Christy was distantly aware of the car stopping and a door slamming, but it wasn't until he came and lifted her out of the snow that she realised who her rescuer was.

'Dominic!'

Her body froze in instant recognition and panic. Eight years hadn't changed him at all, except to make him seem more formidable. That aura of leashed power that had once so excited and intrigued her was still there; the black hair was still as thick and dark as ever, the grey eyes as alert. He even had the same deep tan, while she…

As he hauled her to her feet, she grimaced inwardly, bitterly aware of her soaked jeans and ancient anorak. Why on earth hadn't she taken the trouble to put on some make-up and do her hair? She could feel it tangling untidily round her head, and surely she might have had the sense to put on one of the stunning ski-suits she had bought for last winter's skiing holiday with David and his family.

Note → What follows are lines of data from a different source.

//! Public API traits and types for the milagro engine
//!
//! This crate holds the error taxonomy returned by every fallible operation
//! in the workspace and the traits through which protocol code consumes the
//! arithmetic: byte serialization of group elements and the pairing engine
//! interface.

#![cfg_attr(not(feature = "std"), no_std)]
#![forbid(unsafe_code)]

#[cfg(all(feature = "alloc", not(feature = "std")))]
extern crate alloc;

pub mod error;
pub mod traits;

// Re-export commonly used items at the crate level for convenience
pub use error::{Error, Result, ResultExt};
pub use traits::PairingEngine;
#[cfg(feature = "alloc")]
pub use traits::Serialize;

// Re-export trait modules for direct access
pub use traits::pairing;
#[cfg(feature = "alloc")]
pub use traits::serialize;
//! Encoded sizes of field elements and points

use crate::arch::MODBYTES;

/// Size of an encoded base field element or scalar in bytes
pub const FIELD_ELEMENT_SIZE: usize = MODBYTES;

/// Size of an uncompressed `0x04 | X | Y` point in bytes
pub const UNCOMPRESSED_POINT_SIZE: usize = 2 * MODBYTES + 1;

/// Size of a compressed `0x02/0x03 | X` point in bytes
pub const COMPRESSED_POINT_SIZE: usize = MODBYTES + 1;

/// Size of a Montgomery `0x06 | X` point in bytes
pub const MONTGOMERY_POINT_SIZE: usize = MODBYTES + 1;

/// Size of the encoding of the Weierstrass point at infinity
pub const INFINITY_POINT_SIZE: usize = 1;

/// Size of an encoded quadratic extension element `a | b`
pub const FP2_SIZE: usize = 2 * MODBYTES;

/// Size of an encoded twist point `Xa | Xb | Ya | Yb`
pub const TWIST_POINT_SIZE: usize = 4 * MODBYTES;

/// Size of an encoded degree-12 extension element
pub const FP12_SIZE: usize = 12 * MODBYTES;

/// Tag byte of an uncompressed point
pub const TAG_UNCOMPRESSED: u8 = 0x04;

/// Tag byte of a compressed point with even y
pub const TAG_COMPRESSED_EVEN: u8 = 0x02;

/// Tag byte of a compressed point with odd y
pub const TAG_COMPRESSED_ODD: u8 = 0x03;

/// Tag byte of a Montgomery x-only point
pub const TAG_MONTGOMERY: u8 = 0x06;

/// Tag byte (and whole encoding) of the Weierstrass point at infinity
pub const TAG_INFINITY: u8 = 0x00;
//! Constant-time operations to prevent timing attacks

use subtle::{Choice, ConditionallySelectable, ConstantTimeEq};

/// Constant-time comparison of two byte slices
///
/// Returns true if the slices are equal, false otherwise. Only the length
/// check may exit early; lengths are public.
pub fn ct_eq<A, B>(a: A, b: B) -> bool
where
    A: AsRef<[u8]>,
    B: AsRef<[u8]>,
{
    let a = a.as_ref();
    let b = b.as_ref();

    if a.len() != b.len() {
        return false;
    }

    a.ct_eq(b).into()
}

/// Constant-time conditional assignment of a whole array
///
/// Sets `dst` to `src` if `choice` is 1, otherwise leaves `dst` unchanged.
#[inline]
pub fn ct_assign<T, const N: usize>(dst: &mut [T; N], src: &[T; N], choice: Choice)
where
    T: ConditionallySelectable,
{
    for (d, s) in dst.iter_mut().zip(src.iter()) {
        d.conditional_assign(s, choice);
    }
}

/// Constant-time conditional swap of two arrays
#[inline]
pub fn ct_swap<T, const N: usize>(a: &mut [T; N], b: &mut [T; N], choice: Choice)
where
    T: ConditionallySelectable,
{
    for (x, y) in a.iter_mut().zip(b.iter_mut()) {
        T::conditional_swap(x, y, choice);
    }
}

/// Equality of two small table indices as a [`Choice`]
#[inline]
pub fn ct_index_eq(a: u32, b: u32) -> Choice {
    a.ct_eq(&b)
}

/// Sign bit of a signed window digit as a [`Choice`]
#[inline]
pub fn ct_is_negative(v: i32) -> Choice {
    Choice::from(((v >> 31) & 1) as u8)
}

/// Read `table[index]` touching every entry
///
/// The memory access pattern is independent of `index`. An out-of-range
/// index yields `table[0]`.
pub fn ct_lookup<T>(table: &[T], index: usize) -> T
where
    T: ConditionallySelectable,
{
    let mut out = table[0];
    for (i, entry) in table.iter().enumerate().skip(1) {
        out.conditional_assign(entry, ct_index_eq(i as u32, index as u32));
    }
    out
}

Oh God, if she had to face Dominic, why on earth couldn't it have been with all the armour she had learned to adopt in the last eight years instead of this, looking much as she had done as a teenager, instead of the sophisticated woman she had learned to become?

'Christy, are you OK?'

Incredibly, he sounded concerned as he brushed the snow off her face and, even more astounding, he was smiling at her, a smile she recognised from before those traumatic days when she had tried to turn the casual affection of an adult male towards the young daughter of his parents' friends into something more personal. As she looked into his concerned eyes it was almost as though that dreadful summer had never been. She caught her breath at the shock of it. Surely he couldn't have forgotten…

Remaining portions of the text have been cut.